March 2, 2021 @ 12:15 pm - 1:30 pm

March 2nd, 2021 at 12:15–1:30pm CT.

Dan-el Padilla Peralta (Princeton)
“Pharmapolitics and the early Roman Expansion: Gender, Slavery, and Ecology in 331 BCE”

Abstract: This talk will examine a baffling incident that Livy (8.18.4-11) and derivative later sources place in 331 BCE: a rash of poisonings, ultimately revealed by an enslaved woman to have been perpetrated by matronae from Rome’s leading families. This episode has been variously read by reference to other episodes of women’s collective agency in Livy’s AUC; later cases of high-profile poisonings that spurred the permanent institution of a specially tasked quaestio and the Sullan lex de sicariis de veneficiis; and the gendered arc of “magic” in Roman Republican culture. I will argue that these interpretations, while serviceable in themselves, are incomplete. The poisonings make more sense if understood to reflect the accelerated transmission of novel – or perceived as novel – pharmacological knowledge to Rome, at a time when the botanical ecologies of the Tyrrhenian coastline were being redefined simultaneously by Roman expansion, slaving, and Hellenization.
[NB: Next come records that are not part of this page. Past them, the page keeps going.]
use crossbeam_channel::{Receiver, Sender, TryRecvError, unbounded};

use crate::catalog::Catalog;
use crate::config::DEFAULT_MAX_RETRIES;
use crate::domain::Analysis;
use crate::unit::AnnotationUnit;

/// FIFO of pending annotation work. `put` may be called from any thread;
/// the orchestrator is the single consumer.
#[derive(Debug, Clone)]
pub struct AnnotationQueue {
    sender: Sender<AnnotationUnit>,
    receiver: Receiver<AnnotationUnit>,
}

impl Default for AnnotationQueue {
    fn default() -> Self {
        Self::new()
    }
}

impl AnnotationQueue {
    pub fn new() -> Self {
        let (sender, receiver) = unbounded();
        Self { sender, receiver }
    }

    pub fn put(&self, unit: AnnotationUnit) {
        // The queue holds its own receiver, so the channel is never disconnected.
        let _ = self.sender.send(unit);
    }

    /// Blocks until a unit is available.
    pub fn get(&self) -> Option<AnnotationUnit> {
        self.receiver.recv().ok()
    }

    pub fn try_get(&self) -> Option<AnnotationUnit> {
        match self.receiver.try_recv() {
            Ok(unit) => Some(unit),
            Err(TryRecvError::Empty | TryRecvError::Disconnected) => None,
        }
    }

    pub fn is_empty(&self) -> bool {
        self.receiver.is_empty()
    }

    pub fn len(&self) -> usize {
        self.receiver.len()
    }

    pub(crate) fn receiver(&self) -> &Receiver<AnnotationUnit> {
        &self.receiver
    }
}

/// Queues one unit per distinct genomic unit of the analysis and catalog
/// dataset of the matching type.
pub fn seed(analysis: &Analysis, catalog: &Catalog) -> AnnotationQueue {
    seed_with_retry_limit(analysis, catalog, DEFAULT_MAX_RETRIES)
}

pub fn seed_with_retry_limit(
    analysis: &Analysis,
    catalog: &Catalog,
    retry_limit: u32,
) -> AnnotationQueue {
    let queue = AnnotationQueue::new();
    for genomic_unit in analysis.distinct_units() {
        for dataset in catalog.for_unit_type(genomic_unit.unit_type) {
            let unit = AnnotationUnit::new(
                genomic_unit.clone(),
                dataset.clone(),
                analysis.name.clone(),
            )
            .with_retry_limit(retry_limit);
            queue.put(unit);
        }
    }
    tracing::info!(
        analysis = %analysis.name,
        units = queue.len(),
        "seeded annotation queue"
    );
    queue
}
use std::fmt;
use std::sync::Arc;

use serde_json::Value;

use crate::catalog::DatasetConfig;
use crate::config::DEFAULT_MAX_RETRIES;
use crate::domain::{GenomicUnit, ManifestEntry, TRANSCRIPT_ID_DATASET};

/// One genomic unit paired with one dataset, moving through the scheduler.
#[derive(Debug, Clone)]
pub struct AnnotationUnit {
    genomic_unit: GenomicUnit,
    dataset: Arc<DatasetConfig>,
    analysis_name: String,
    version: String,
    transcript_provisioned: bool,
    retries: u32,
    retry_limit: u32,
}

impl AnnotationUnit {
    pub fn new(
        genomic_unit: GenomicUnit,
        dataset: Arc<DatasetConfig>,
        analysis_name: impl Into<String>,
    ) -> Self {
        Self {
            genomic_unit,
            dataset,
            analysis_name: analysis_name.into(),
            version: String::new(),
            transcript_provisioned: false,
            retries: 0,
            retry_limit: DEFAULT_MAX_RETRIES,
        }
    }

    pub fn with_retry_limit(mut self, retry_limit: u32) -> Self {
        self.retry_limit = retry_limit;
        self
    }

    pub fn genomic_unit(&self) -> &GenomicUnit {
        &self.genomic_unit
    }

    pub fn dataset(&self) -> &DatasetConfig {
        &self.dataset
    }

    pub fn data_set(&self) -> &str {
        &self.dataset.data_set
    }

    pub fn analysis_name(&self) -> &str {
        &self.analysis_name
    }

    pub fn version(&self) -> &str {
        &self.version
    }

    pub fn version_exists(&self) -> bool {
        !self.version.is_empty()
    }

    pub fn set_version(&mut self, version: impl Into<String>) {
        self.version = version.into();
    }

    /// `{data_source, version}` this unit annotates at. Empty version while
    /// unresolved.
    pub fn manifest_entry(&self) -> ManifestEntry {
        ManifestEntry {
            data_source: self.dataset.data_source.clone(),
            version: self.version.clone(),
        }
    }

    pub fn has_dependencies(&self) -> bool {
        !self.dataset.dependencies.is_empty()
    }

    pub fn missing_dependencies(&self) -> Vec<&str> {
        self.dataset
            .dependencies
            .iter()
            .filter(|name| !self.genomic_unit.has_value(name))
            .map(String::as_str)
            .collect()
    }

    /// Missing dependencies plus the transcript dataset when provisioning is
    /// still outstanding.
    pub fn missing_conditions(&self) -> Vec<&str> {
        let mut missing = self.missing_dependencies();
        if self.needs_transcript_provisioning() && !self.transcript_provisioned {
            missing.push(TRANSCRIPT_ID_DATASET);
        }
        missing
    }

    pub fn set_dependency_value(&mut self, name: impl Into<String>, value: Value) {
        self.genomic_unit.set_value(name, value);
    }

    pub fn is_transcript_dataset(&self) -> bool {
        self.dataset.transcript
    }

    pub fn needs_transcript_provisioning(&self) -> bool {
        self.is_transcript_dataset() && self.dataset.data_set != TRANSCRIPT_ID_DATASET
    }

    pub fn transcript_provisioned(&self) -> bool {
        self.transcript_provisioned
    }

    pub fn set_transcript_provisioned(&mut self, provisioned: bool) {
        self.transcript_provisioned = provisioned;
    }

    pub fn ready_to_annotate(&self) -> bool {
        self.missing_conditions().is_empty()
    }

    pub fn retries(&self) -> u32 {
        self.retries
    }

    /// Counts another attempt. False once the attempts exceed the retry limit.
    pub fn advance_retry_and_check(&mut self) -> bool {
        self.retries += 1;
        self.retries <= self.retry_limit
    }
}

impl fmt::Display for AnnotationUnit {
    fn fmt(&self, f: &mut fmt::Formatter<'_>) -> fmt::Result {
        write!(
            f,
            "{} {}/{}",
            self.genomic_unit, self.dataset.data_set, self.dataset.data_source
        )?;
        if self.version_exists() {
            write!(f, "@{}", self.version)?;
        }
        Ok(())
    }
}
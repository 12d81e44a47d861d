use std::sync::LazyLock;

use regex::{Captures, Regex};
use serde_json::Value;

use crate::domain::GenomicUnit;
use crate::error::AnnotatorError;

static PLACEHOLDER: LazyLock<Regex> = LazyLock::new(|| Regex::new(r"\{([^{}]+)\}").unwrap());

/// Substitutes every `{name}` in `template` from the genomic unit.
pub fn render(template: &str, unit: &GenomicUnit) -> Result<String, AnnotatorError> {
    let mut missing = None;
    let rendered = PLACEHOLDER.replace_all(template, |caps: &Captures<'_>| {
        let name = &caps[1];
        match unit.lookup(name) {
            Some(value) => value_text(&value),
            None => {
                missing.get_or_insert_with(|| name.to_string());
                String::new()
            }
        }
    });
    match missing {
        Some(placeholder) => Err(AnnotatorError::TemplatePlaceholder {
            template: template.to_string(),
            placeholder,
        }),
        None => Ok(rendered.into_owned()),
    }
}

/// Placeholder names referenced by a template, in order of appearance.
pub fn placeholders(template: &str) -> Vec<String> {
    PLACEHOLDER
        .captures_iter(template)
        .map(|caps| caps[1].to_string())
        .collect()
}

pub fn value_text(value: &Value) -> String {
    match value {
        Value::String(text) => text.clone(),
        other => other.to_string(),
    }
}
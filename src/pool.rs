use std::panic::{self, AssertUnwindSafe};
use std::sync::Arc;
use std::thread::{self, JoinHandle};

use crossbeam_channel::{Receiver, Sender, unbounded};
use serde_json::Value;

use crate::client::{CommandRunner, HttpFetcher};
use crate::error::AnnotatorError;
use crate::task::{AnnotationTask, TaskContext};

/// A finished `annotate` call, handed back to the control thread.
#[derive(Debug)]
pub struct Completion {
    pub task: AnnotationTask,
    pub result: Result<Value, AnnotatorError>,
}

/// Fixed set of threads running blocking `annotate` calls. Workers only
/// report results; they never touch scheduler state.
pub struct WorkerPool {
    jobs: Option<Sender<AnnotationTask>>,
    workers: Vec<JoinHandle<()>>,
}

impl WorkerPool {
    pub fn spawn<H, C>(
        size: usize,
        ctx: Arc<TaskContext<H, C>>,
    ) -> Result<(Self, Receiver<Completion>), AnnotatorError>
    where
        H: HttpFetcher + 'static,
        C: CommandRunner + 'static,
    {
        if size == 0 {
            return Err(AnnotatorError::WorkerPool(
                "at least one worker is required".to_string(),
            ));
        }
        let (job_tx, job_rx) = unbounded::<AnnotationTask>();
        let (done_tx, done_rx) = unbounded::<Completion>();

        let mut workers = Vec::with_capacity(size);
        for index in 0..size {
            let jobs = job_rx.clone();
            let done = done_tx.clone();
            let ctx = Arc::clone(&ctx);
            let handle = thread::Builder::new()
                .name(format!("annotation-worker-{index}"))
                .spawn(move || run_worker(&jobs, &done, &ctx))
                .map_err(|err| AnnotatorError::WorkerPool(err.to_string()))?;
            workers.push(handle);
        }

        Ok((
            Self {
                jobs: Some(job_tx),
                workers,
            },
            done_rx,
        ))
    }

    pub fn submit(&self, task: AnnotationTask) -> Result<(), AnnotationTask> {
        match &self.jobs {
            Some(jobs) => jobs.send(task).map_err(|err| err.into_inner()),
            None => Err(task),
        }
    }

    /// Stops accepting work and waits for the workers to finish their
    /// current task.
    pub fn shutdown(mut self) {
        self.close();
    }

    fn close(&mut self) {
        self.jobs.take();
        for worker in self.workers.drain(..) {
            if worker.join().is_err() {
                tracing::error!("annotation worker exited abnormally");
            }
        }
    }
}

impl Drop for WorkerPool {
    fn drop(&mut self) {
        self.close();
    }
}

fn run_worker<H: HttpFetcher, C: CommandRunner>(
    jobs: &Receiver<AnnotationTask>,
    done: &Sender<Completion>,
    ctx: &TaskContext<H, C>,
) {
    for task in jobs.iter() {
        let result = panic::catch_unwind(AssertUnwindSafe(|| task.annotate(ctx)))
            .unwrap_or_else(|_| Err(AnnotatorError::TaskPanicked(task.to_string())));
        if done.send(Completion { task, result }).is_err() {
            break;
        }
    }
}
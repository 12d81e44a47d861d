use std::path::PathBuf;

use miette::Diagnostic;
use thiserror::Error;

#[derive(Debug, Error, Diagnostic)]
pub enum AnnotatorError {
    #[error("invalid genomic unit type: {0}")]
    InvalidGenomicUnitType(String),

    #[error("missing config file at {0}")]
    MissingConfig(PathBuf),

    #[error("failed to read config file at {0}")]
    ConfigRead(PathBuf),

    #[error("failed to parse JSON config: {0}")]
    ConfigParse(String),

    #[error("invalid setting {name}: {message}")]
    InvalidSetting { name: String, message: String },

    #[error("failed to read catalog at {0}")]
    CatalogRead(PathBuf),

    #[error("failed to parse catalog: {0}")]
    CatalogParse(String),

    #[error("invalid dataset {data_set}: {message}")]
    InvalidDataset { data_set: String, message: String },

    #[error("failed to read analysis at {0}")]
    AnalysisRead(PathBuf),

    #[error("failed to parse analysis: {0}")]
    AnalysisParse(String),

    #[error("invalid query `{query}`: {message}")]
    QueryParse { query: String, message: String },

    #[error("query evaluation failed: {0}")]
    QueryEval(String),

    #[error("template `{template}` references unknown placeholder `{placeholder}`")]
    TemplatePlaceholder {
        template: String,
        placeholder: String,
    },

    #[error("HTTP request failed: {0}")]
    Http(String),

    #[error("HTTP request returned status {status}: {message}")]
    HttpStatus { status: u16, message: String },

    #[error("failed to decode JSON response: {0}")]
    Json(String),

    #[error("command failed: {0}")]
    Command(String),

    #[error("failed to parse delimited output: {0}")]
    Delimited(String),

    #[error("version unavailable: {0}")]
    VersionUnavailable(String),

    #[error("annotation store error: {0}")]
    Store(String),

    #[error("filesystem error: {0}")]
    Filesystem(String),

    #[error("worker pool error: {0}")]
    WorkerPool(String),

    #[error("task panicked: {0}")]
    TaskPanicked(String),
}
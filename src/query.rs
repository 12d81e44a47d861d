//! A small jq-compatible query language used by datasets to pull values out
//! of API responses.
//!
//! Supported: identity `.`, field access (`.a`, `."a b"`, `.["a b"]`), array
//! indexing (`.[0]`, `.[-1]`), iteration (`.[]`), pipes, parentheses, object
//! construction (`{a: .x, "b c": .y, d}`) and scalar literals. Every
//! expression produces a stream of values; object construction takes the
//! cartesian product of its field streams, as jq does.

use serde_json::{Map, Value};

use crate::error::AnnotatorError;

#[derive(Debug, Clone, PartialEq)]
pub struct Query {
    root: Pipeline,
}

#[derive(Debug, Clone, PartialEq)]
struct Pipeline(Vec<Term>);

#[derive(Debug, Clone, PartialEq)]
enum Term {
    Path(Vec<Step>),
    Object(Vec<(String, Pipeline)>),
    Literal(Value),
    Group(Pipeline),
}

#[derive(Debug, Clone, PartialEq)]
enum Step {
    Field(String),
    Index(i64),
    Iterate,
}

impl Query {
    pub fn parse(source: &str) -> Result<Self, AnnotatorError> {
        let mut parser = Parser::new(source);
        let root = parser.pipeline()?;
        parser.skip_ws();
        if parser.peek().is_some() {
            return Err(parser.error("unexpected trailing input"));
        }
        Ok(Self { root })
    }

    pub fn evaluate(&self, input: &Value) -> Result<Vec<Value>, AnnotatorError> {
        self.root.evaluate(input)
    }
}

impl Pipeline {
    fn evaluate(&self, input: &Value) -> Result<Vec<Value>, AnnotatorError> {
        let mut current = vec![input.clone()];
        for term in &self.0 {
            let mut next = Vec::new();
            for value in &current {
                next.extend(term.evaluate(value)?);
            }
            current = next;
        }
        Ok(current)
    }
}

impl Term {
    fn evaluate(&self, input: &Value) -> Result<Vec<Value>, AnnotatorError> {
        match self {
            Term::Path(steps) => {
                let mut current = vec![input.clone()];
                for step in steps {
                    let mut next = Vec::new();
                    for value in &current {
                        next.extend(step.apply(value)?);
                    }
                    current = next;
                }
                Ok(current)
            }
            Term::Object(fields) => {
                let mut objects = vec![Map::new()];
                for (key, pipeline) in fields {
                    let values = pipeline.evaluate(input)?;
                    let mut expanded = Vec::with_capacity(objects.len() * values.len());
                    for object in &objects {
                        for value in &values {
                            let mut object = object.clone();
                            object.insert(key.clone(), value.clone());
                            expanded.push(object);
                        }
                    }
                    objects = expanded;
                }
                Ok(objects.into_iter().map(Value::Object).collect())
            }
            Term::Literal(value) => Ok(vec![value.clone()]),
            Term::Group(pipeline) => pipeline.evaluate(input),
        }
    }
}

impl Step {
    fn apply(&self, value: &Value) -> Result<Vec<Value>, AnnotatorError> {
        match (self, value) {
            (Step::Field(name), Value::Object(map)) => {
                Ok(vec![map.get(name).cloned().unwrap_or(Value::Null)])
            }
            (Step::Field(_) | Step::Index(_), Value::Null) => Ok(vec![Value::Null]),
            (Step::Index(index), Value::Array(items)) => {
                let position = if *index < 0 {
                    items.len() as i64 + index
                } else {
                    *index
                };
                let item = usize::try_from(position)
                    .ok()
                    .and_then(|position| items.get(position))
                    .cloned()
                    .unwrap_or(Value::Null);
                Ok(vec![item])
            }
            (Step::Iterate, Value::Array(items)) => Ok(items.clone()),
            (Step::Iterate, Value::Object(map)) => Ok(map.values().cloned().collect()),
            (Step::Field(name), other) => Err(AnnotatorError::QueryEval(format!(
                "cannot index {} with \"{name}\"",
                type_name(other)
            ))),
            (Step::Index(index), other) => Err(AnnotatorError::QueryEval(format!(
                "cannot index {} with number {index}",
                type_name(other)
            ))),
            (Step::Iterate, other) => Err(AnnotatorError::QueryEval(format!(
                "cannot iterate over {}",
                type_name(other)
            ))),
        }
    }
}

fn type_name(value: &Value) -> &'static str {
    match value {
        Value::Null => "null",
        Value::Bool(_) => "boolean",
        Value::Number(_) => "number",
        Value::String(_) => "string",
        Value::Array(_) => "array",
        Value::Object(_) => "object",
    }
}

struct Parser<'a> {
    source: &'a str,
    chars: Vec<char>,
    pos: usize,
}

impl<'a> Parser<'a> {
    fn new(source: &'a str) -> Self {
        Self {
            source,
            chars: source.chars().collect(),
            pos: 0,
        }
    }

    fn error(&self, message: &str) -> AnnotatorError {
        AnnotatorError::QueryParse {
            query: self.source.to_string(),
            message: format!("{message} at offset {}", self.pos),
        }
    }

    fn peek(&self) -> Option<char> {
        self.chars.get(self.pos).copied()
    }

    fn skip_ws(&mut self) {
        while self.peek().is_some_and(char::is_whitespace) {
            self.pos += 1;
        }
    }

    fn eat(&mut self, expected: char) -> bool {
        self.skip_ws();
        if self.peek() == Some(expected) {
            self.pos += 1;
            true
        } else {
            false
        }
    }

    fn pipeline(&mut self) -> Result<Pipeline, AnnotatorError> {
        let mut terms = vec![self.term()?];
        while self.eat('|') {
            terms.push(self.term()?);
        }
        Ok(Pipeline(terms))
    }

    fn term(&mut self) -> Result<Term, AnnotatorError> {
        self.skip_ws();
        match self.peek() {
            Some('.') => self.path().map(Term::Path),
            Some('{') => self.object(),
            Some('(') => {
                self.pos += 1;
                let inner = self.pipeline()?;
                if !self.eat(')') {
                    return Err(self.error("expected `)`"));
                }
                Ok(Term::Group(inner))
            }
            Some('"') => Ok(Term::Literal(Value::String(self.string()?))),
            Some(ch) if ch == '-' || ch.is_ascii_digit() => self.number().map(Term::Literal),
            Some(ch) if is_ident_start(ch) => match self.ident().as_str() {
                "null" => Ok(Term::Literal(Value::Null)),
                "true" => Ok(Term::Literal(Value::Bool(true))),
                "false" => Ok(Term::Literal(Value::Bool(false))),
                other => Err(self.error(&format!("unknown keyword `{other}`"))),
            },
            Some(ch) => Err(self.error(&format!("unexpected character `{ch}`"))),
            None => Err(self.error("unexpected end of query")),
        }
    }

    fn path(&mut self) -> Result<Vec<Step>, AnnotatorError> {
        let mut steps = Vec::new();
        self.pos += 1;
        match self.peek() {
            Some('"') => steps.push(Step::Field(self.string()?)),
            Some(ch) if is_ident_start(ch) => steps.push(Step::Field(self.ident())),
            _ => {}
        }
        loop {
            match self.peek() {
                Some('[') => steps.push(self.bracket()?),
                Some('.') => {
                    let next = self.chars.get(self.pos + 1).copied();
                    match next {
                        Some('"') => {
                            self.pos += 1;
                            steps.push(Step::Field(self.string()?));
                        }
                        Some('[') => self.pos += 1,
                        Some(ch) if is_ident_start(ch) => {
                            self.pos += 1;
                            steps.push(Step::Field(self.ident()));
                        }
                        _ => break,
                    }
                }
                _ => break,
            }
        }
        Ok(steps)
    }

    fn bracket(&mut self) -> Result<Step, AnnotatorError> {
        self.pos += 1;
        self.skip_ws();
        let step = match self.peek() {
            Some(']') => Step::Iterate,
            Some('"') => Step::Field(self.string()?),
            Some(ch) if ch == '-' || ch.is_ascii_digit() => Step::Index(self.integer()?),
            _ => return Err(self.error("expected `]`, a string or an integer")),
        };
        if !self.eat(']') {
            return Err(self.error("expected `]`"));
        }
        Ok(step)
    }

    fn object(&mut self) -> Result<Term, AnnotatorError> {
        self.pos += 1;
        let mut fields = Vec::new();
        if self.eat('}') {
            return Ok(Term::Object(fields));
        }
        loop {
            self.skip_ws();
            let key = match self.peek() {
                Some('"') => self.string()?,
                Some(ch) if is_ident_start(ch) => self.ident(),
                _ => return Err(self.error("expected object key")),
            };
            let value = if self.eat(':') {
                self.pipeline()?
            } else {
                Pipeline(vec![Term::Path(vec![Step::Field(key.clone())])])
            };
            fields.push((key, value));
            if self.eat(',') {
                continue;
            }
            if self.eat('}') {
                break;
            }
            return Err(self.error("expected `,` or `}`"));
        }
        Ok(Term::Object(fields))
    }

    fn string(&mut self) -> Result<String, AnnotatorError> {
        self.pos += 1;
        let mut out = String::new();
        loop {
            match self.peek() {
                None => return Err(self.error("unterminated string")),
                Some('"') => {
                    self.pos += 1;
                    return Ok(out);
                }
                Some('\\') => {
                    self.pos += 1;
                    let escaped = match self.peek() {
                        Some('n') => '\n',
                        Some('t') => '\t',
                        Some('r') => '\r',
                        Some(ch) => ch,
                        None => return Err(self.error("unterminated escape")),
                    };
                    out.push(escaped);
                    self.pos += 1;
                }
                Some(ch) => {
                    out.push(ch);
                    self.pos += 1;
                }
            }
        }
    }

    fn ident(&mut self) -> String {
        let start = self.pos;
        while self
            .peek()
            .is_some_and(|ch| ch.is_ascii_alphanumeric() || ch == '_')
        {
            self.pos += 1;
        }
        self.chars[start..self.pos].iter().collect()
    }

    fn digits(&mut self) -> String {
        let start = self.pos;
        if self.peek() == Some('-') {
            self.pos += 1;
        }
        while self
            .peek()
            .is_some_and(|ch| ch.is_ascii_digit() || ch == '.')
        {
            self.pos += 1;
        }
        self.chars[start..self.pos].iter().collect()
    }

    fn integer(&mut self) -> Result<i64, AnnotatorError> {
        let text = self.digits();
        text.parse()
            .map_err(|_| self.error(&format!("invalid index `{text}`")))
    }

    fn number(&mut self) -> Result<Value, AnnotatorError> {
        let text = self.digits();
        match serde_json::from_str::<Value>(&text) {
            Ok(value @ Value::Number(_)) => Ok(value),
            _ => Err(self.error(&format!("invalid number `{text}`"))),
        }
    }
}

fn is_ident_start(ch: char) -> bool {
    ch.is_ascii_alphabetic() || ch == '_'
}
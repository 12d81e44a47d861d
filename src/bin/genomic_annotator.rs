use std::path::PathBuf;
use std::process::ExitCode;

use camino::Utf8PathBuf;
use clap::{Args, Parser, Subcommand};
use miette::IntoDiagnostic;
use tracing_subscriber::EnvFilter;

use genomic_annotator::catalog::{CatalogLoader, CatalogSummary};
use genomic_annotator::client::{ReqwestFetcher, SystemCommandRunner};
use genomic_annotator::config::{AnalysisLoader, ConfigLoader};
use genomic_annotator::domain::GenomicUnitType;
use genomic_annotator::error::AnnotatorError;
use genomic_annotator::orchestrator::Orchestrator;
use genomic_annotator::output::{AnnotateResult, HumanOutput, JsonOutput, OutputMode};
use genomic_annotator::queue::seed_with_retry_limit;
use genomic_annotator::store::JsonFileStore;
use genomic_annotator::task::TaskContext;

#[derive(Parser)]
#[command(name = "genomic-annotator")]
#[command(about = "Annotate the genes and variants of an analysis from a dataset catalog")]
#[command(version, author)]
struct Cli {
    #[arg(long, global = true)]
    json: bool,

    #[command(subcommand)]
    command: Commands,
}

#[derive(Subcommand)]
enum Commands {
    #[command(about = "Annotate every genomic unit of an analysis")]
    Annotate(AnnotateArgs),
    #[command(about = "Check a dataset catalog and list its datasets")]
    Validate(ValidateArgs),
    #[command(about = "Show the stored annotations of one genomic unit")]
    Show(ShowArgs),
}

#[derive(Args)]
struct AnnotateArgs {
    #[arg(long)]
    catalog: PathBuf,

    #[arg(long)]
    analysis: PathBuf,

    /// Store directory, defaults to the platform data directory.
    #[arg(long)]
    store: Option<Utf8PathBuf>,

    #[arg(long)]
    config: Option<String>,

    #[arg(long)]
    workers: Option<usize>,

    #[arg(long)]
    max_retries: Option<u32>,

    /// Working directory for subprocess datasets.
    #[arg(long)]
    command_dir: Option<PathBuf>,
}

#[derive(Args)]
struct ValidateArgs {
    #[arg(long)]
    catalog: PathBuf,
}

#[derive(Args)]
struct ShowArgs {
    #[arg(long)]
    store: Option<Utf8PathBuf>,

    #[arg(long)]
    unit: String,

    #[arg(long, default_value = "gene")]
    unit_type: String,
}

fn main() -> ExitCode {
    if let Err(report) = run() {
        eprintln!("{report:?}");
        if let Some(error) = report.downcast_ref::<AnnotatorError>() {
            return ExitCode::from(map_exit_code(error));
        }
        return ExitCode::from(1);
    }
    ExitCode::SUCCESS
}

fn map_exit_code(error: &AnnotatorError) -> u8 {
    match error {
        AnnotatorError::MissingConfig(_)
        | AnnotatorError::ConfigRead(_)
        | AnnotatorError::ConfigParse(_)
        | AnnotatorError::InvalidSetting { .. }
        | AnnotatorError::CatalogRead(_)
        | AnnotatorError::CatalogParse(_)
        | AnnotatorError::InvalidDataset { .. }
        | AnnotatorError::AnalysisRead(_)
        | AnnotatorError::AnalysisParse(_)
        | AnnotatorError::QueryParse { .. }
        | AnnotatorError::InvalidGenomicUnitType(_) => 2,
        AnnotatorError::Store(_) | AnnotatorError::Filesystem(_) => 3,
        _ => 1,
    }
}

fn run() -> miette::Result<()> {
    tracing_subscriber::fmt()
        .with_env_filter(EnvFilter::from_default_env())
        .with_target(false)
        .with_writer(std::io::stderr)
        .init();

    let cli = Cli::parse();
    let output_mode = if cli.json {
        OutputMode::Json
    } else {
        OutputMode::Human
    };

    match cli.command {
        Commands::Annotate(args) => run_annotate(args, output_mode),
        Commands::Validate(args) => run_validate(args, output_mode),
        Commands::Show(args) => run_show(args, output_mode),
    }
}

fn open_store(root: Option<Utf8PathBuf>) -> miette::Result<JsonFileStore> {
    let root = match root {
        Some(root) => root,
        None => JsonFileStore::default_root()?,
    };
    Ok(JsonFileStore::open(root)?)
}

fn run_annotate(args: AnnotateArgs, output_mode: OutputMode) -> miette::Result<()> {
    let mut resolved = ConfigLoader::resolve(args.config.as_deref())?;
    if let Some(workers) = args.workers {
        if workers == 0 {
            return Err(AnnotatorError::InvalidSetting {
                name: "workers".to_string(),
                message: "at least one worker is required".to_string(),
            }
            .into());
        }
        resolved.scheduler.workers = workers;
    }
    if let Some(max_retries) = args.max_retries {
        resolved.scheduler.max_retries = max_retries;
    }

    let catalog = CatalogLoader::load(&args.catalog)?;
    let analysis = AnalysisLoader::load(&args.analysis)?;
    let store = open_store(args.store)?;

    let http = ReqwestFetcher::new(&resolved.http)?;
    let commands = match args.command_dir {
        Some(dir) => SystemCommandRunner::with_cwd(dir),
        None => SystemCommandRunner::new(),
    };
    let ctx = TaskContext::new(http, commands).with_none_task_max_delay(resolved.none_task_max_delay);
    let orchestrator = Orchestrator::new(ctx, resolved.scheduler.clone());

    let queue = seed_with_retry_limit(&analysis, &catalog, resolved.scheduler.max_retries);
    let report = orchestrator.drain(&queue, &store, &store)?;

    let result = AnnotateResult {
        analysis: analysis.name.clone(),
        store: store.root().to_string(),
        report,
    };
    match output_mode {
        OutputMode::Json => JsonOutput::print_annotate(&result).into_diagnostic()?,
        OutputMode::Human => HumanOutput::print_annotate(&result),
    }
    Ok(())
}

fn run_validate(args: ValidateArgs, output_mode: OutputMode) -> miette::Result<()> {
    let catalog = CatalogLoader::load(&args.catalog)?;
    let summary = CatalogSummary::from(&catalog);
    match output_mode {
        OutputMode::Json => JsonOutput::print_catalog(&summary).into_diagnostic()?,
        OutputMode::Human => HumanOutput::print_catalog(&summary),
    }
    Ok(())
}

fn run_show(args: ShowArgs, output_mode: OutputMode) -> miette::Result<()> {
    let unit_type: GenomicUnitType = args.unit_type.parse()?;
    let store = open_store(args.store)?;
    let document = store
        .document(unit_type, &args.unit)?
        .ok_or_else(|| miette::Report::msg(format!("no annotations stored for {}", args.unit)))?;
    match output_mode {
        OutputMode::Json => JsonOutput::print_document(&document).into_diagnostic()?,
        OutputMode::Human => HumanOutput::print_document(&document),
    }
    Ok(())
}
The key figure in the mythic encoding of this transmission is the legendary Circe, whose salience in the monumental landscape on the Tyrrhenian coast of Latium by the final decades of the fourth century (Theophratus HP 5.8.3; Ps.-Scylax Periplous 8) is inseparable from the Roman state’s preoccupation with feminine medicamenta in the same period.